→ TASK TO CARRY OUT:
Give back every line of the data, word for word.

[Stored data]
========================

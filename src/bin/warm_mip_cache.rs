//! Mip cache warm-up utility
//!
//! Generates the full mip chain of every image in a directory and writes it
//! to the streaming cache, so the first run does not pay for decoding.
//!
//! Usage:
//!     warm_mip_cache [OPTIONS] <SOURCE_DIR>
//!
//! Options:
//!     -c, --cache <DIR>       Cache directory (default: from config, else cache/mips)
//!     --config <FILE>         Streaming config JSON to read the cache directory from
//!     -j, --jobs <N>          Parallel jobs (default: 4)
//!     -h, --help              Show this help message

use std::env;
use std::path::{Path, PathBuf};
use std::sync::atomic::{AtomicUsize, Ordering};
use std::time::Instant;

use rayon::prelude::*;

use rktri_texstream::core::logging;
use rktri_texstream::streaming::{MipStore, StreamingConfig};

const IMAGE_EXTENSIONS: &[&str] = &["png", "jpg", "jpeg", "tga", "bmp"];

fn print_help() {
    eprintln!("warm_mip_cache - Pre-generate streaming mip caches");
    eprintln!();
    eprintln!("Usage: warm_mip_cache [OPTIONS] <SOURCE_DIR>");
    eprintln!();
    eprintln!("Options:");
    eprintln!("    -c, --cache <DIR>       Cache directory (default: config, else cache/mips)");
    eprintln!("    --config <FILE>         Streaming config JSON to read the cache directory from");
    eprintln!("    -j, --jobs <N>          Parallel jobs (default: 4)");
    eprintln!("    -h, --help              Show this help message");
    eprintln!();
    eprintln!("Example:");
    eprintln!("    warm_mip_cache -c ./cache/mips ./assets/textures");
}

#[derive(Debug)]
struct Args {
    source_dir: PathBuf,
    cache_dir: Option<PathBuf>,
    config: Option<PathBuf>,
    jobs: usize,
}

fn parse_args() -> Result<Args, String> {
    let args: Vec<String> = env::args().skip(1).collect();

    if args.is_empty() {
        return Err("Missing source directory".to_string());
    }

    let mut cache_dir = None;
    let mut config = None;
    let mut jobs = 4;
    let mut source_dir: Option<PathBuf> = None;

    let mut i = 0;
    while i < args.len() {
        match args[i].as_str() {
            "-h" | "--help" => {
                print_help();
                std::process::exit(0);
            }
            "-c" | "--cache" => {
                i += 1;
                let value = args.get(i).ok_or("Missing value for --cache")?;
                cache_dir = Some(PathBuf::from(value));
            }
            "--config" => {
                i += 1;
                let value = args.get(i).ok_or("Missing value for --config")?;
                config = Some(PathBuf::from(value));
            }
            "-j" | "--jobs" => {
                i += 1;
                let value = args.get(i).ok_or("Missing value for --jobs")?;
                jobs = value.parse().map_err(|_| format!("Invalid jobs: {}", value))?;
            }
            arg if arg.starts_with('-') => {
                return Err(format!("Unknown option: {}", arg));
            }
            path => {
                if source_dir.is_some() {
                    return Err("Multiple source directories specified".to_string());
                }
                source_dir = Some(PathBuf::from(path));
            }
        }
        i += 1;
    }

    let source_dir = source_dir.ok_or("Missing source directory")?;

    Ok(Args {
        source_dir,
        cache_dir,
        config,
        jobs: jobs.max(1),
    })
}

fn collect_images(dir: &Path) -> std::io::Result<Vec<PathBuf>> {
    let mut images = Vec::new();
    for entry in std::fs::read_dir(dir)? {
        let path = entry?.path();
        if path.is_dir() {
            images.extend(collect_images(&path)?);
        } else if path
            .extension()
            .and_then(|e| e.to_str())
            .is_some_and(|e| IMAGE_EXTENSIONS.contains(&e.to_ascii_lowercase().as_str()))
        {
            images.push(path);
        }
    }
    images.sort();
    Ok(images)
}

fn main() {
    logging::init();

    let args = match parse_args() {
        Ok(args) => args,
        Err(e) => {
            eprintln!("Error: {}", e);
            eprintln!();
            print_help();
            std::process::exit(1);
        }
    };

    let config = match &args.config {
        Some(path) => match StreamingConfig::load_sync(path) {
            Ok(config) => config,
            Err(e) => {
                eprintln!("Error: failed to read {}: {}", path.display(), e);
                std::process::exit(1);
            }
        },
        None => StreamingConfig::default(),
    };
    let cache_dir = args.cache_dir.clone().unwrap_or(config.cache_dir);

    let images = match collect_images(&args.source_dir) {
        Ok(images) => images,
        Err(e) => {
            eprintln!("Error: cannot read {}: {}", args.source_dir.display(), e);
            std::process::exit(1);
        }
    };

    println!("=== Rktri Mip Cache Warm-up ===");
    println!("Source: {}", args.source_dir.display());
    println!("Cache:  {}", cache_dir.display());
    println!("Images: {}", images.len());
    println!("Jobs:   {} parallel", args.jobs);
    println!();

    let pool = match rayon::ThreadPoolBuilder::new().num_threads(args.jobs).build() {
        Ok(pool) => pool,
        Err(e) => {
            eprintln!("Error: failed to configure thread pool: {}", e);
            std::process::exit(1);
        }
    };

    let store = MipStore::new(&cache_dir);
    let start = Instant::now();
    let done = AtomicUsize::new(0);
    let levels = AtomicUsize::new(0);
    let total = images.len();

    let failures: Vec<(PathBuf, String)> = pool.install(|| {
        images
            .par_iter()
            .filter_map(|path| {
                let result = store.warm(path);
                let finished = done.fetch_add(1, Ordering::Relaxed) + 1;
                if finished % 25 == 0 || finished == total {
                    eprintln!("  [{}/{}] {:.1}s", finished, total, start.elapsed().as_secs_f64());
                }
                match result {
                    Ok(count) => {
                        levels.fetch_add(count as usize, Ordering::Relaxed);
                        None
                    }
                    Err(e) => Some((path.clone(), e.to_string())),
                }
            })
            .collect()
    });

    println!();
    println!(
        "Cached {} mip levels for {} images in {:.2}s",
        levels.load(Ordering::Relaxed),
        total - failures.len(),
        start.elapsed().as_secs_f64()
    );
    if !failures.is_empty() {
        println!("{} failures:", failures.len());
        for (path, reason) in &failures {
            println!("  {}: {}", path.display(), reason);
        }
        std::process::exit(2);
    }
}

========================

→ RESPONSE AREA:
filename src/bin/warm_mip_cache.rs
//! Mip cache warm-up utility
//!
//! Generates the full mip chain of every image in a directory and writes it
//! to the streaming cache, so the first run does not pay for decoding.
//!
//! Usage:
//!     warm_mip_cache [OPTIONS] <SOURCE_DIR>
//!
//! Options:
//!     -c, --cache <DIR>       Cache directory (default: from config, else cache/mips)
//!     --config <FILE>         Streaming config JSON to read the cache directory from
//!     -j, --jobs <N>          Parallel jobs (default: 4)
//!     -h, --help              Show this help message

use std::env;
use std::path::{Path, PathBuf};
use std::sync::atomic::{AtomicUsize, Ordering};
use std::time::Instant;

use rayon::prelude::*;

use rktri_texstream::core::logging;
use rktri_texstream::streaming::{MipStore, StreamingConfig};

const IMAGE_EXTENSIONS: &[&str] = &["png", "jpg", "jpeg", "tga", "bmp"];

fn print_help() {
    eprintln!("warm_mip_cache - Pre-generate streaming mip caches");
    eprintln!();
    eprintln!("Usage: warm_mip_cache [OPTIONS] <SOURCE_DIR>");
    eprintln!();
    eprintln!("Options:");
    eprintln!("    -c, --cache <DIR>       Cache directory (default: config, else cache/mips)");
    eprintln!("    --config <FILE>         Streaming config JSON to read the cache directory from");
    eprintln!("    -j, --jobs <N>          Parallel jobs (default: 4)");
    eprintln!("    -h, --help              Show this help message");
    eprintln!();
    eprintln!("Example:");
    eprintln!("    warm_mip_cache -c ./cache/mips ./assets/textures");
}

#[derive(Debug)]
struct Args {
    source_dir: PathBuf,
    cache_dir: Option<PathBuf>,
    config: Option<PathBuf>,
    jobs: usize,
}

fn parse_args() -> Result<Args, String> {
    let args: Vec<String> = env::args().skip(1).collect();

    if args.is_empty() {
        return Err("Missing source directory".to_string());
    }

    let mut cache_dir = None;
    let mut config = None;
    let mut jobs = 4;
    let mut source_dir: Option<PathBuf> = None;

    let mut i = 0;
    while i < args.len() {
        match args[i].as_str() {
            "-h" | "--help" => {
                print_help();
                std::process::exit(0);
            }
            "-c" | "--cache" => {
                i += 1;
                let value = args.get(i).ok_or("Missing value for --cache")?;
                cache_dir = Some(PathBuf::from(value));
            }
            "--config" => {
                i += 1;
                let value = args.get(i).ok_or("Missing value for --config")?;
                config = Some(PathBuf::from(value));
            }
            "-j" | "--jobs" => {
                i += 1;
                let value = args.get(i).ok_or("Missing value for --jobs")?;
                jobs = value.parse().map_err(|_| format!("Invalid jobs: {}", value))?;
            }
            arg if arg.starts_with('-') => {
                return Err(format!("Unknown option: {}", arg));
            }
            path => {
                if source_dir.is_some() {
                    return Err("Multiple source directories specified".to_string());
                }
                source_dir = Some(PathBuf::from(path));
            }
        }
        i += 1;
    }

    let source_dir = source_dir.ok_or("Missing source directory")?;

    Ok(Args {
        source_dir,
        cache_dir,
        config,
        jobs: jobs.max(1),
    })
}

fn collect_images(dir: &Path) -> std::io::Result<Vec<PathBuf>> {
    let mut images = Vec::new();
    for entry in std::fs::read_dir(dir)? {
        let path = entry?.path();
        if path.is_dir() {
            images.extend(collect_images(&path)?);
        } else if path
            .extension()
            .and_then(|e| e.to_str())
            .is_some_and(|e| IMAGE_EXTENSIONS.contains(&e.to_ascii_lowercase().as_str()))
        {
            images.push(path);
        }
    }
    images.sort();
    Ok(images)
}

fn main() {
    logging::init();

    let args = match parse_args() {
        Ok(args) => args,
        Err(e) => {
            eprintln!("Error: {}", e);
            eprintln!();
            print_help();
            std::process::exit(1);
        }
    };

    let config = match &args.config {
        Some(path) => match StreamingConfig::load_sync(path) {
            Ok(config) => config,
            Err(e) => {
                eprintln!("Error: failed to read {}: {}", path.display(), e);
                std::process::exit(1);
            }
        },
        None => StreamingConfig::default(),
    };
    let cache_dir = args.cache_dir.clone().unwrap_or(config.cache_dir);

    let images = match collect_images(&args.source_dir) {
        Ok(images) => images,
        Err(e) => {
            eprintln!("Error: cannot read {}: {}", args.source_dir.display(), e);
            std::process::exit(1);
        }
    };

    println!("=== Rktri Mip Cache Warm-up ===");
    println!("Source: {}", args.source_dir.display());
    println!("Cache:  {}", cache_dir.display());
    println!("Images: {}", images.len());
    println!("Jobs:   {} parallel", args.jobs);
    println!();

    let pool = match rayon::ThreadPoolBuilder::new().num_threads(args.jobs).build() {
        Ok(pool) => pool,
        Err(e) => {
            eprintln!("Error: failed to configure thread pool: {}", e);
            std::process::exit(1);
        }
    };

    let store = MipStore::new(&cache_dir);
    let start = Instant::now();
    let done = AtomicUsize::new(0);
    let levels = AtomicUsize::new(0);
    let total = images.len();

    let failures: Vec<(PathBuf, String)> = pool.install(|| {
        images
            .par_iter()
            .filter_map(|path| {
                let result = store.warm(path);
                let finished = done.fetch_add(1, Ordering::Relaxed) + 1;
                if finished % 25 == 0 || finished == total {
                    eprintln!("  [{}/{}] {:.1}s", finished, total, start.elapsed().as_secs_f64());
                }
                match result {
                    Ok(count) => {
                        levels.fetch_add(count as usize, Ordering::Relaxed);
                        None
                    }
                    Err(e) => Some((path.clone(), e.to_string())),
                }
            })
            .collect()
    });

    println!();
    println!(
        "Cached {} mip levels for {} images in {:.2}s",
        levels.load(Ordering::Relaxed),
        total - failures.len(),
        start.elapsed().as_secs_f64()
    );
    if !failures.is_empty() {
        println!("{} failures:", failures.len());
        for (path, reason) in &failures {
            println!("  {}: {}", path.display(), reason);
        }
        std::process::exit(2);
    }
}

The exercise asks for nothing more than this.